#[cfg(test)]
mod tests {
    use super::*;

    struct EchoHandler(&'static str);

    #[async_trait]
    impl CapabilityHandler for EchoHandler {
        fn provider(&self) -> &str {
            self.0
        }

        async fn execute(&self, request: &TaskRequest, _slot: &SlotHandle) -> Result<TaskOutput, ProviderError> {
            Ok(TaskOutput::new(request.payload.clone()))
        }
    }

    fn registry() -> CapabilityRegistry {
        CapabilityRegistry::new()
            .with("summarize", Arc::new(EchoHandler("openai")))
            .with("translate", Arc::new(EchoHandler("anthropic")))
    }

    fn pool() -> AgentPool {
        AgentPool::new(AgentPoolConfig {
            error_threshold: 2,
            error_cooldown: Duration::from_millis(30),
            ..Default::default()
        })
    }

    #[test]
    fn test_add_agent_rejects_unregistered_capability() {
        let pool = pool();
        let err = pool.add_agent("a", &["summarize", "classify"], &registry()).unwrap_err();
        assert!(matches!(err, CoreError::AgentCapabilityMismatch(c) if c == "classify"));
        assert!(!pool.declares("summarize"));
    }

    #[test]
    fn test_registry_providers() {
        let providers: Vec<String> = registry().providers().into_iter().collect();
        assert_eq!(providers, vec!["anthropic".to_string(), "openai".to_string()]);
    }

    #[test]
    fn test_claim_respects_capability_and_capacity() {
        let pool = pool();
        let reg = registry();
        pool.add_agent("a", &["summarize"], &reg).unwrap();
        pool.add_agent("b", &["translate"], &reg).unwrap();

        let lease = pool.claim("translate", "t1").unwrap();
        assert_eq!(lease.agent_id, "b");
        assert_eq!(lease.handler.provider(), "anthropic");
        assert!(pool.claim("translate", "t2").is_none());
        assert_eq!(pool.get("b").unwrap().status, AgentStatus::Working);

        assert!(pool.finish("b", "t1", "translate", TaskOutcome::Succeeded));
        assert!(!pool.finish("b", "t1", "translate", TaskOutcome::Succeeded));
        assert_eq!(pool.get("b").unwrap().status, AgentStatus::Idle);
        assert_eq!(pool.get("b").unwrap().tasks_succeeded, 1);
    }

    #[test]
    fn test_tie_break_by_success_rate_then_id() {
        let pool = pool();
        let reg = registry();
        pool.add_agent("a", &["summarize"], &reg).unwrap();
        pool.add_agent("b", &["summarize"], &reg).unwrap();

        // Equal history: lowest id wins
        assert_eq!(pool.claim("summarize", "t1").unwrap().agent_id, "a");
        pool.finish("a", "t1", "summarize", TaskOutcome::Failed);

        // a now has a worse record than untried b
        assert_eq!(pool.claim("summarize", "t2").unwrap().agent_id, "b");
        pool.finish("b", "t2", "summarize", TaskOutcome::Succeeded);
        assert_eq!(pool.claim("summarize", "t3").unwrap().agent_id, "b");
    }

    #[test]
    fn test_lowest_load_preferred() {
        let pool = AgentPool::new(AgentPoolConfig {
            max_tasks_per_agent: 2,
            ..Default::default()
        });
        let reg = registry();
        pool.add_agent("a", &["summarize"], &reg).unwrap();
        pool.add_agent("b", &["summarize"], &reg).unwrap();

        assert_eq!(pool.claim("summarize", "t1").unwrap().agent_id, "a");
        assert_eq!(pool.claim("summarize", "t2").unwrap().agent_id, "b");
        assert_eq!(pool.claim("summarize", "t3").unwrap().agent_id, "a");
    }

    #[test]
    fn test_error_quarantine_and_cooldown() {
        let pool = pool();
        pool.add_agent("a", &["summarize"], &registry()).unwrap();

        for task in ["t1", "t2"] {
            pool.claim("summarize", task).unwrap();
            pool.finish("a", task, "summarize", TaskOutcome::Failed);
        }
        assert_eq!(pool.get("a").unwrap().status, AgentStatus::Error);
        assert!(pool.claim("summarize", "t3").is_none());
        assert!(pool.next_recovery_at().is_some());

        std::thread::sleep(Duration::from_millis(40));
        assert!(pool.claim("summarize", "t3").is_some());
        assert_eq!(pool.stats().working_agents, 1);
    }

    #[test]
    fn test_aborted_does_not_touch_history() {
        let pool = pool();
        pool.add_agent("a", &["summarize"], &registry()).unwrap();

        pool.claim("summarize", "t1").unwrap();
        pool.finish("a", "t1", "summarize", TaskOutcome::Aborted);
        let info = pool.get("a").unwrap();
        assert_eq!(info.tasks_failed + info.tasks_succeeded, 0);
        assert_eq!(info.status, AgentStatus::Idle);
    }
}
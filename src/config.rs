//! Configuration management
//!
//! Every knob can come from the environment (`Config::from_env`) or a TOML file
//! (`Config::from_toml_file`). Provider credentials are consumed here as plain
//! `(provider, slot_count, max_concurrent_per_slot)` entries; loading the
//! secrets behind them is someone else's job.

use anyhow::{bail, Context, Result};
use serde::{Deserialize, Serialize};
use std::path::{Path, PathBuf};
use std::str::FromStr;
use std::time::Duration;

use crate::agent_pool::AgentPoolConfig;
use crate::circuit::CircuitBreakerConfig;
use crate::router::RouterConfig;
use crate::swarm::CoordinatorConfig;

/// One credential entry: how many virtual key slots a provider gets
#[derive(Debug, Clone, PartialEq, Eq, Serialize, Deserialize)]
pub struct ProviderCredential {
    pub provider: String,
    pub slot_count: usize,
    #[serde(default = "default_max_concurrent")]
    pub max_concurrent_per_slot: usize,
}

fn default_max_concurrent() -> usize {
    1
}

impl FromStr for ProviderCredential {
    type Err = anyhow::Error;

    /// Parse `provider:slots[:max_concurrent]`
    fn from_str(s: &str) -> Result<Self> {
        let parts: Vec<&str> = s.trim().split(':').collect();
        if parts.len() < 2 || parts.len() > 3 || parts[0].is_empty() {
            bail!("Invalid provider entry '{}', expected provider:slots[:max_concurrent]", s);
        }

        let slot_count: usize = parts[1]
            .parse()
            .with_context(|| format!("Invalid slot count in '{}'", s))?;
        let max_concurrent_per_slot: usize = match parts.get(2) {
            Some(v) => v
                .parse()
                .with_context(|| format!("Invalid max concurrent holders in '{}'", s))?,
            None => default_max_concurrent(),
        };

        if slot_count == 0 || max_concurrent_per_slot == 0 {
            bail!("Provider '{}' must have at least one slot and one holder", parts[0]);
        }

        Ok(Self {
            provider: parts[0].to_string(),
            slot_count,
            max_concurrent_per_slot,
        })
    }
}

/// Parse a comma separated list of provider entries
pub fn parse_providers(spec: &str) -> Result<Vec<ProviderCredential>> {
    spec.split(',')
        .filter(|s| !s.trim().is_empty())
        .map(ProviderCredential::from_str)
        .collect()
}

/// A group of identical agents: which capabilities they declare and how many to start
#[derive(Debug, Clone, PartialEq, Eq, Serialize, Deserialize)]
pub struct AgentSpec {
    pub capabilities: Vec<String>,
    #[serde(default = "default_agent_count")]
    pub count: usize,
}

fn default_agent_count() -> usize {
    1
}

impl FromStr for AgentSpec {
    type Err = anyhow::Error;

    /// Parse `cap1+cap2[:count]`
    fn from_str(s: &str) -> Result<Self> {
        let (caps, count) = match s.trim().split_once(':') {
            Some((caps, count)) => (
                caps,
                count
                    .parse::<usize>()
                    .with_context(|| format!("Invalid agent count in '{}'", s))?,
            ),
            None => (s.trim(), default_agent_count()),
        };

        let capabilities: Vec<String> = caps
            .split('+')
            .map(str::trim)
            .filter(|c| !c.is_empty())
            .map(String::from)
            .collect();
        if capabilities.is_empty() || count == 0 {
            bail!("Invalid agent entry '{}', expected cap1+cap2[:count]", s);
        }

        Ok(Self { capabilities, count })
    }
}

/// Parse a comma separated list of agent entries
pub fn parse_agents(spec: &str) -> Result<Vec<AgentSpec>> {
    spec.split(',')
        .filter(|s| !s.trim().is_empty())
        .map(AgentSpec::from_str)
        .collect()
}

/// Process configuration
#[derive(Debug, Clone, Serialize, Deserialize)]
#[serde(default)]
pub struct Config {
    /// SQLite database for the structured tier
    pub db_path: PathBuf,

    /// Directory for the archival tier
    pub archive_dir: PathBuf,

    pub router: RouterConfig,

    /// Breaker settings shared by the four tier scopes
    pub tier_breaker: CircuitBreakerConfig,

    /// Breaker settings for provider slot scopes
    pub provider_breaker: CircuitBreakerConfig,

    pub agents: AgentPoolConfig,

    pub coordinator: CoordinatorConfig,

    pub providers: Vec<ProviderCredential>,

    /// Agents started at boot
    pub roster: Vec<AgentSpec>,
}

impl Default for Config {
    fn default() -> Self {
        let data_dir = dirs::data_local_dir()
            .unwrap_or_else(|| PathBuf::from("."))
            .join("swarm-router");

        Self {
            db_path: data_dir.join("structured.db"),
            archive_dir: data_dir.join("archive"),
            router: RouterConfig::default(),
            tier_breaker: CircuitBreakerConfig::default(),
            provider_breaker: CircuitBreakerConfig::default(),
            agents: AgentPoolConfig::default(),
            coordinator: CoordinatorConfig::default(),
            providers: Vec::new(),
            roster: Vec::new(),
        }
    }
}

impl Config {
    /// Load configuration from environment variables
    pub fn from_env() -> Result<Self> {
        let mut config = Self::default();

        if let Ok(path) = std::env::var("SWARM_DB_PATH") {
            config.db_path = PathBuf::from(path);
        }
        if let Ok(dir) = std::env::var("SWARM_ARCHIVE_DIR") {
            config.archive_dir = PathBuf::from(dir);
        }

        config.router.cache_capacity = env_or("SWARM_CACHE_CAPACITY", config.router.cache_capacity);
        config.router.cache_ttl =
            Duration::from_secs(env_or("SWARM_CACHE_TTL_SECS", config.router.cache_ttl.as_secs()));
        config.router.short_ttl =
            Duration::from_secs(env_or("SWARM_SHORT_TTL_SECS", config.router.short_ttl.as_secs()));
        config.router.archival_threshold_bytes = env_or(
            "SWARM_ARCHIVE_THRESHOLD_BYTES",
            config.router.archival_threshold_bytes,
        );

        config.tier_breaker.failure_threshold = env_or(
            "SWARM_TIER_FAILURE_THRESHOLD",
            config.tier_breaker.failure_threshold,
        );
        config.tier_breaker.cooldown = Duration::from_millis(env_or(
            "SWARM_TIER_COOLDOWN_MS",
            config.tier_breaker.cooldown.as_millis() as u64,
        ));
        config.provider_breaker.failure_threshold = env_or(
            "SWARM_PROVIDER_FAILURE_THRESHOLD",
            config.provider_breaker.failure_threshold,
        );
        config.provider_breaker.cooldown = Duration::from_millis(env_or(
            "SWARM_PROVIDER_COOLDOWN_MS",
            config.provider_breaker.cooldown.as_millis() as u64,
        ));

        config.coordinator.key_acquire_timeout = Duration::from_millis(env_or(
            "SWARM_KEY_TIMEOUT_MS",
            config.coordinator.key_acquire_timeout.as_millis() as u64,
        ));
        config.coordinator.max_attempts = env_or("SWARM_MAX_ATTEMPTS", config.coordinator.max_attempts);
        config.coordinator.default_deadline = Duration::from_secs(env_or(
            "SWARM_DEFAULT_DEADLINE_SECS",
            config.coordinator.default_deadline.as_secs(),
        ));

        if let Ok(spec) = std::env::var("SWARM_PROVIDERS") {
            config.providers = parse_providers(&spec).context("Failed to parse SWARM_PROVIDERS")?;
        }
        if let Ok(spec) = std::env::var("SWARM_AGENTS") {
            config.roster = parse_agents(&spec).context("Failed to parse SWARM_AGENTS")?;
        }

        Ok(config)
    }

    /// Load configuration from a TOML document
    pub fn from_toml_str(content: &str) -> Result<Self> {
        let config: Config = toml::from_str(content).context("Failed to parse TOML config")?;
        Ok(config)
    }

    /// Load configuration from a TOML file
    pub fn from_toml_file(path: &Path) -> Result<Self> {
        let content = std::fs::read_to_string(path)
            .with_context(|| format!("Failed to read config {}", path.display()))?;
        Self::from_toml_str(&content)
    }

    /// Credential entry for a provider, if configured
    pub fn provider(&self, name: &str) -> Option<&ProviderCredential> {
        self.providers.iter().find(|p| p.provider == name)
    }
}

fn env_or<T: FromStr>(key: &str, default: T) -> T {
    std::env::var(key)
        .ok()
        .and_then(|v| v.parse().ok())
        .unwrap_or(default)
}

/// Serde helper: durations as integer milliseconds
pub mod duration_ms {
    use serde::{Deserialize, Deserializer, Serializer};
    use std::time::Duration;

    pub fn serialize<S: Serializer>(d: &Duration, s: S) -> Result<S::Ok, S::Error> {
        s.serialize_u64(d.as_millis() as u64)
    }

    pub fn deserialize<'de, D: Deserializer<'de>>(d: D) -> Result<Duration, D::Error> {
        Ok(Duration::from_millis(u64::deserialize(d)?))
    }
}

/// Serde helper: optional durations as integer milliseconds
pub mod optional_duration_ms {
    use serde::{Deserialize, Deserializer, Serializer};
    use std::time::Duration;

    pub fn serialize<S: Serializer>(d: &Option<Duration>, s: S) -> Result<S::Ok, S::Error> {
        match d {
            Some(d) => s.serialize_some(&(d.as_millis() as u64)),
            None => s.serialize_none(),
        }
    }

    pub fn deserialize<'de, D: Deserializer<'de>>(d: D) -> Result<Option<Duration>, D::Error> {
        Ok(Option::<u64>::deserialize(d)?.map(Duration::from_millis))
    }
}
===
* _YOUR TASK_
Tell how many lines in the records above contain "translate", giving the number and no other words.

* _SOLUTION FOR THIS PROBLEM_
6